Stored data

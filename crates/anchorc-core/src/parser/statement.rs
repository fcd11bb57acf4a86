//! Statement and block parsing.
//!
//! A block runs until the parser sees one of `end`, `else`, `elseif`,
//! `case`, or `EOF` — the same four tokens close every kind of body
//! (function, struct method, if/elseif/else arm, for, while, match arm),
//! so `parse_body` is shared by all of them.

use super::Parser;
use crate::ast::*;
use crate::lexer::TokenKind;

impl<'a, 'e> Parser<'a, 'e> {
    pub(super) fn parse_body(&mut self) -> Vec<&'a Node<'a>> {
        let mut stmts = Vec::new();
        self.skip_newlines();
        while !self.at_block_end() {
            if self.panic_mode {
                self.synchronize();
                self.skip_newlines();
                // `synchronize` also stops on tokens that only ever
                // open a *top-level* declaration (`func`, `struct`,
                // `interface`, `enum`, `export`, `extern`) — never a
                // valid continuation inside a function/if/for/while/
                // match body. Seeing one here means this block's `end`
                // was never found at all: give up on the block rather
                // than retrying the same unparseable statement forever,
                // and let the enclosing `expect(End, ...)` report the
                // missing terminator.
                if self.at_block_end() || self.at_unclosed_block_leak() {
                    break;
                }
            }
            if let Some(stmt) = self.parse_statement() {
                stmts.push(stmt);
            }
            self.skip_newlines();
        }
        stmts
    }

    fn at_block_end(&self) -> bool {
        matches!(
            self.peek().kind,
            TokenKind::End | TokenKind::Else | TokenKind::Elseif | TokenKind::Case | TokenKind::Eof
        )
    }

    fn at_unclosed_block_leak(&self) -> bool {
        matches!(
            self.peek().kind,
            TokenKind::Func | TokenKind::Struct | TokenKind::Interface | TokenKind::Enum
                | TokenKind::Export | TokenKind::Extern
        )
    }

    fn parse_statement(&mut self) -> Option<&'a Node<'a>> {
        match self.peek().kind {
            TokenKind::Return => self.parse_return_stmt(),
            TokenKind::If => self.parse_if_stmt(),
            TokenKind::For => self.parse_for_stmt(),
            TokenKind::While => self.parse_while_stmt(),
            TokenKind::Break => {
                let tok = self.advance();
                self.expect_newline();
                Some(self.node(self.span_of(&tok), NodeKind::Stmt(Stmt::Break)))
            }
            TokenKind::Continue => {
                let tok = self.advance();
                self.expect_newline();
                Some(self.node(self.span_of(&tok), NodeKind::Stmt(Stmt::Continue)))
            }
            TokenKind::Match => self.parse_match_stmt(),
            TokenKind::Const => self.parse_const_decl(false),
            TokenKind::Var => self.parse_var_decl(false),
            _ => self.parse_assign_or_expr_stmt(),
        }
    }

    fn parse_return_stmt(&mut self) -> Option<&'a Node<'a>> {
        let tok = self.advance(); // 'return'
        let value = if self.check(TokenKind::Newline) || self.check(TokenKind::Eof) || self.at_block_end() {
            None
        } else {
            Some(self.parse_expression())
        };
        self.expect_newline();
        Some(self.node(self.span_of(&tok), NodeKind::Stmt(Stmt::Return { value })))
    }

    fn parse_if_stmt(&mut self) -> Option<&'a Node<'a>> {
        let tok = self.advance(); // 'if'
        let condition = self.parse_expression();
        self.expect_newline();
        let then_body = self.parse_body();

        let mut elseifs = Vec::new();
        while self.check(TokenKind::Elseif) {
            self.advance();
            let elseif_cond = self.parse_expression();
            self.expect_newline();
            let body = self.parse_body();
            elseifs.push(ElseIfBranch { condition: elseif_cond, body });
        }

        let else_body = if self.matches(TokenKind::Else) {
            self.expect_newline();
            self.parse_body()
        } else {
            Vec::new()
        };

        self.expect(TokenKind::End, "expected 'end' to close 'if'");
        Some(self.node(
            self.span_of(&tok),
            NodeKind::Stmt(Stmt::If { condition, then_body, elseifs, else_body }),
        ))
    }

    fn parse_for_stmt(&mut self) -> Option<&'a Node<'a>> {
        let tok = self.advance(); // 'for'
        let var_tok = self.expect(TokenKind::Identifier, "expected loop variable name after 'for'")?;
        self.expect(TokenKind::In, "expected 'in' after loop variable");
        let start = self.parse_expression();
        self.expect(TokenKind::Until, "expected 'until' in for-range");
        let end = self.parse_expression();
        let step = if self.matches(TokenKind::Step) {
            Some(self.parse_expression())
        } else {
            None
        };
        self.expect_newline();
        let body = self.parse_body();
        self.expect(TokenKind::End, "expected 'end' to close 'for'");
        Some(self.node(
            self.span_of(&tok),
            NodeKind::Stmt(Stmt::For { var_name: var_tok.text, start, end, step, body }),
        ))
    }

    fn parse_while_stmt(&mut self) -> Option<&'a Node<'a>> {
        let tok = self.advance(); // 'while'
        let condition = self.parse_expression();
        self.expect_newline();
        let body = self.parse_body();
        self.expect(TokenKind::End, "expected 'end' to close 'while'");
        Some(self.node(self.span_of(&tok), NodeKind::Stmt(Stmt::While { condition, body })))
    }

    fn parse_match_stmt(&mut self) -> Option<&'a Node<'a>> {
        let tok = self.advance(); // 'match'
        let subject = self.parse_expression();
        self.expect_newline();
        self.skip_newlines();

        let mut cases = Vec::new();
        let mut else_body = Vec::new();
        while self.check(TokenKind::Case) {
            self.advance();
            let mut values = vec![self.parse_expression()];
            while self.matches(TokenKind::Comma) {
                values.push(self.parse_expression());
            }
            self.expect_newline();
            let body = self.parse_body();
            cases.push(MatchCase { values, body });
        }
        if self.matches(TokenKind::Else) {
            self.expect_newline();
            else_body = self.parse_body();
        }

        self.expect(TokenKind::End, "expected 'end' to close 'match'");
        Some(self.node(self.span_of(&tok), NodeKind::Stmt(Stmt::Match { subject, cases, else_body })))
    }

    /// An expression-led statement is either a plain expression (a call
    /// for its side effects), a simple assignment `target = value`, or a
    /// compound assignment `target += value` and friends. We parse the
    /// leading expression once and branch on what follows rather than
    /// trying to predict lvalue-ness up front.
    fn parse_assign_or_expr_stmt(&mut self) -> Option<&'a Node<'a>> {
        let start_tok = *self.peek();
        let expr = self.parse_expression();

        let compound_op = match self.peek().kind {
            TokenKind::PlusAssign => Some(CompoundAssignOp::AddAssign),
            TokenKind::MinusAssign => Some(CompoundAssignOp::SubAssign),
            TokenKind::StarAssign => Some(CompoundAssignOp::MulAssign),
            TokenKind::SlashAssign => Some(CompoundAssignOp::DivAssign),
            _ => None,
        };

        if let Some(op) = compound_op {
            self.advance();
            let value = self.parse_expression();
            self.expect_newline();
            return Some(self.node(
                self.span_of(&start_tok),
                NodeKind::Stmt(Stmt::CompoundAssign { op, target: expr, value }),
            ));
        }

        if self.check(TokenKind::Assign) {
            self.advance();
            let value = self.parse_expression();
            self.expect_newline();
            return Some(self.node(
                self.span_of(&start_tok),
                NodeKind::Stmt(Stmt::Assign { target: expr, value }),
            ));
        }

        self.expect_newline();
        Some(self.node(self.span_of(&start_tok), NodeKind::Stmt(Stmt::ExprStmt { expr })))
    }
}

#### WHAT YOU ARE ASKED TO DO:
Produce the entries above once more, identical in every detail.

#### EXERCISE RESPONSE:
filename crates/anchorc-core/src/parser/statement.rs
repository fcd11bb57acf4a86
//! Statement and block parsing.
//!
//! A block runs until the parser sees one of `end`, `else`, `elseif`,
//! `case`, or `EOF` — the same four tokens close every kind of body
//! (function, struct method, if/elseif/else arm, for, while, match arm),
//! so `parse_body` is shared by all of them.

use super::Parser;
use crate::ast::*;
use crate::lexer::TokenKind;

impl<'a, 'e> Parser<'a, 'e> {
    pub(super) fn parse_body(&mut self) -> Vec<&'a Node<'a>> {
        let mut stmts = Vec::new();
        self.skip_newlines();
        while !self.at_block_end() {
            if self.panic_mode {
                self.synchronize();
                self.skip_newlines();
                // `synchronize` also stops on tokens that only ever
                // open a *top-level* declaration (`func`, `struct`,
                // `interface`, `enum`, `export`, `extern`) — never a
                // valid continuation inside a function/if/for/while/
                // match body. Seeing one here means this block's `end`
                // was never found at all: give up on the block rather
                // than retrying the same unparseable statement forever,
                // and let the enclosing `expect(End, ...)` report the
                // missing terminator.
                if self.at_block_end() || self.at_unclosed_block_leak() {
                    break;
                }
            }
            if let Some(stmt) = self.parse_statement() {
                stmts.push(stmt);
            }
            self.skip_newlines();
        }
        stmts
    }

    fn at_block_end(&self) -> bool {
        matches!(
            self.peek().kind,
            TokenKind::End | TokenKind::Else | TokenKind::Elseif | TokenKind::Case | TokenKind::Eof
        )
    }

    fn at_unclosed_block_leak(&self) -> bool {
        matches!(
            self.peek().kind,
            TokenKind::Func | TokenKind::Struct | TokenKind::Interface | TokenKind::Enum
                | TokenKind::Export | TokenKind::Extern
        )
    }

    fn parse_statement(&mut self) -> Option<&'a Node<'a>> {
        match self.peek().kind {
            TokenKind::Return => self.parse_return_stmt(),
            TokenKind::If => self.parse_if_stmt(),
            TokenKind::For => self.parse_for_stmt(),
            TokenKind::While => self.parse_while_stmt(),
            TokenKind::Break => {
                let tok = self.advance();
                self.expect_newline();
                Some(self.node(self.span_of(&tok), NodeKind::Stmt(Stmt::Break)))
            }
            TokenKind::Continue => {
                let tok = self.advance();
                self.expect_newline();
                Some(self.node(self.span_of(&tok), NodeKind::Stmt(Stmt::Continue)))
            }
            TokenKind::Match => self.parse_match_stmt(),
            TokenKind::Const => self.parse_const_decl(false),
            TokenKind::Var => self.parse_var_decl(false),
            _ => self.parse_assign_or_expr_stmt(),
        }
    }

    fn parse_return_stmt(&mut self) -> Option<&'a Node<'a>> {
        let tok = self.advance(); // 'return'
        let value = if self.check(TokenKind::Newline) || self.check(TokenKind::Eof) || self.at_block_end() {
            None
        } else {
            Some(self.parse_expression())
        };
        self.expect_newline();
        Some(self.node(self.span_of(&tok), NodeKind::Stmt(Stmt::Return { value })))
    }

    fn parse_if_stmt(&mut self) -> Option<&'a Node<'a>> {
        let tok = self.advance(); // 'if'
        let condition = self.parse_expression();
        self.expect_newline();
        let then_body = self.parse_body();

        let mut elseifs = Vec::new();
        while self.check(TokenKind::Elseif) {
            self.advance();
            let elseif_cond = self.parse_expression();
            self.expect_newline();
            let body = self.parse_body();
            elseifs.push(ElseIfBranch { condition: elseif_cond, body });
        }

        let else_body = if self.matches(TokenKind::Else) {
            self.expect_newline();
            self.parse_body()
        } else {
            Vec::new()
        };

        self.expect(TokenKind::End, "expected 'end' to close 'if'");
        Some(self.node(
            self.span_of(&tok),
            NodeKind::Stmt(Stmt::If { condition, then_body, elseifs, else_body }),
        ))
    }

    fn parse_for_stmt(&mut self) -> Option<&'a Node<'a>> {
        let tok = self.advance(); // 'for'
        let var_tok = self.expect(TokenKind::Identifier, "expected loop variable name after 'for'")?;
        self.expect(TokenKind::In, "expected 'in' after loop variable");
        let start = self.parse_expression();
        self.expect(TokenKind::Until, "expected 'until' in for-range");
        let end = self.parse_expression();
        let step = if self.matches(TokenKind::Step) {
            Some(self.parse_expression())
        } else {
            None
        };
        self.expect_newline();
        let body = self.parse_body();
        self.expect(TokenKind::End, "expected 'end' to close 'for'");
        Some(self.node(
            self.span_of(&tok),
            NodeKind::Stmt(Stmt::For { var_name: var_tok.text, start, end, step, body }),
        ))
    }

    fn parse_while_stmt(&mut self) -> Option<&'a Node<'a>> {
        let tok = self.advance(); // 'while'
        let condition = self.parse_expression();
        self.expect_newline();
        let body = self.parse_body();
        self.expect(TokenKind::End, "expected 'end' to close 'while'");
        Some(self.node(self.span_of(&tok), NodeKind::Stmt(Stmt::While { condition, body })))
    }

    fn parse_match_stmt(&mut self) -> Option<&'a Node<'a>> {
        let tok = self.advance(); // 'match'
        let subject = self.parse_expression();
        self.expect_newline();
        self.skip_newlines();

        let mut cases = Vec::new();
        let mut else_body = Vec::new();
        while self.check(TokenKind::Case) {
            self.advance();
            let mut values = vec![self.parse_expression()];
            while self.matches(TokenKind::Comma) {
                values.push(self.parse_expression());
            }
            self.expect_newline();
            let body = self.parse_body();
            cases.push(MatchCase { values, body });
        }
        if self.matches(TokenKind::Else) {
            self.expect_newline();
            else_body = self.parse_body();
        }

        self.expect(TokenKind::End, "expected 'end' to close 'match'");
        Some(self.node(self.span_of(&tok), NodeKind::Stmt(Stmt::Match { subject, cases, else_body })))
    }

    /// An expression-led statement is either a plain expression (a call
    /// for its side effects), a simple assignment `target = value`, or a
    /// compound assignment `target += value` and friends. We parse the
    /// leading expression once and branch on what follows rather than
    /// trying to predict lvalue-ness up front.
    fn parse_assign_or_expr_stmt(&mut self) -> Option<&'a Node<'a>> {
        let start_tok = *self.peek();
        let expr = self.parse_expression();

        let compound_op = match self.peek().kind {
            TokenKind::PlusAssign => Some(CompoundAssignOp::AddAssign),
            TokenKind::MinusAssign => Some(CompoundAssignOp::SubAssign),
            TokenKind::StarAssign => Some(CompoundAssignOp::MulAssign),
            TokenKind::SlashAssign => Some(CompoundAssignOp::DivAssign),
            _ => None,
        };

        if let Some(op) = compound_op {
            self.advance();
            let value = self.parse_expression();
            self.expect_newline();
            return Some(self.node(
                self.span_of(&start_tok),
                NodeKind::Stmt(Stmt::CompoundAssign { op, target: expr, value }),
            ));
        }

        if self.check(TokenKind::Assign) {
            self.advance();
            let value = self.parse_expression();
            self.expect_newline();
            return Some(self.node(
                self.span_of(&start_tok),
                NodeKind::Stmt(Stmt::Assign { target: expr, value }),
            ));
        }

        self.expect_newline();
        Some(self.node(self.span_of(&start_tok), NodeKind::Stmt(Stmt::ExprStmt { expr })))
    }
}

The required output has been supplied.